→ WHAT YOU ARE ASKED TO DO
In the records, find every line with the word "ClampToZero" and copy it out.
DATASET CONTENT: Begin
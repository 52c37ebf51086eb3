//! Client connection layer

pub mod control_plane;
pub mod raw_connection;

pub use control_plane::{ControlPlane, ControlPlaneExt};
pub use raw_connection::{ConnectionFactory, RawConnection};

#[cfg(test)]
pub(crate) use control_plane::mock::MockControlPlane;
//! Command-line argument parsing

use clap::{Parser, ValueEnum};
use std::path::PathBuf;

use super::sampler_config::{DeltaPolicy, RateMode};

/// Two-snapshot throughput sampler for Valkey/Redis deployments
#[derive(Parser, Debug, Clone)]
#[command(name = "valkey-stat-sampler")]
#[command(version, about, long_about = None)]
pub struct CliArgs {
    /// Configuration file with one section per target cluster
    #[arg(short = 'c', long = "config", default_value = "config.ini")]
    pub config: PathBuf,

    /// Period in minutes between the two snapshots
    #[arg(short = 'd', long = "duration", default_value_t = 5)]
    pub duration: u64,

    /// File the result table is written to
    #[arg(short = 'o', long = "output-file", default_value = "ClusterStats.csv")]
    pub output: PathBuf,

    /// Output format
    #[arg(long = "format", value_enum, default_value_t = ReportFormat::Csv)]
    pub format: ReportFormat,

    /// How category counters are reported
    #[arg(long = "rate-mode", value_enum, default_value_t = RateMode::PerSecond)]
    pub rate_mode: RateMode,

    /// Report negative deltas (counter resets) instead of clamping to zero
    #[arg(long = "allow-negative-deltas")]
    pub allow_negative_deltas: bool,

    /// Enable debug logging
    #[arg(short = 'v', long = "verbose")]
    pub verbose: bool,

    /// Only log errors, no progress output
    #[arg(short = 'q', long = "quiet")]
    pub quiet: bool,
}

/// Report output format
#[derive(Debug, Clone, Copy, PartialEq, Eq, ValueEnum)]
pub enum ReportFormat {
    Csv,
    Json,
}

impl CliArgs {
    pub fn parse_args() -> Self {
        Self::parse()
    }

    /// Validate argument combinations
    pub fn validate(&self) -> Result<(), String> {
        if self.duration < 1 {
            return Err("Duration must be at least 1 minute".to_string());
        }
        Ok(())
    }

    /// Resolved negative-delta policy
    pub fn delta_policy(&self) -> DeltaPolicy {
        if self.allow_negative_deltas {
            DeltaPolicy::Passthrough
        } else {
            DeltaPolicy::ClampToZero
        }
    }
}

#[cfg(test)]
mod tests {
    use super::*;

    #[test]
    fn test_defaults() {
        let args = CliArgs::parse_from(["valkey-stat-sampler"]);
        assert_eq!(args.duration, 5);
        assert_eq!(args.format, ReportFormat::Csv);
        assert_eq!(args.rate_mode, RateMode::PerSecond);
        assert_eq!(args.delta_policy(), DeltaPolicy::ClampToZero);
        assert!(args.validate().is_ok());
    }

    #[test]
    fn test_zero_duration_rejected() {
        let args = CliArgs::parse_from(["valkey-stat-sampler", "--duration", "0"]);
        assert!(args.validate().is_err());
    }

    #[test]
    fn test_negative_delta_flag() {
        let args =
            CliArgs::parse_from(["valkey-stat-sampler", "--allow-negative-deltas"]);
        assert_eq!(args.delta_policy(), DeltaPolicy::Passthrough);
    }
}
DATASET CONTENT: End
→ SOLUTION FOR THIS PROBLEM
            DeltaPolicy::ClampToZero
        assert_eq!(args.delta_policy(), DeltaPolicy::ClampToZero);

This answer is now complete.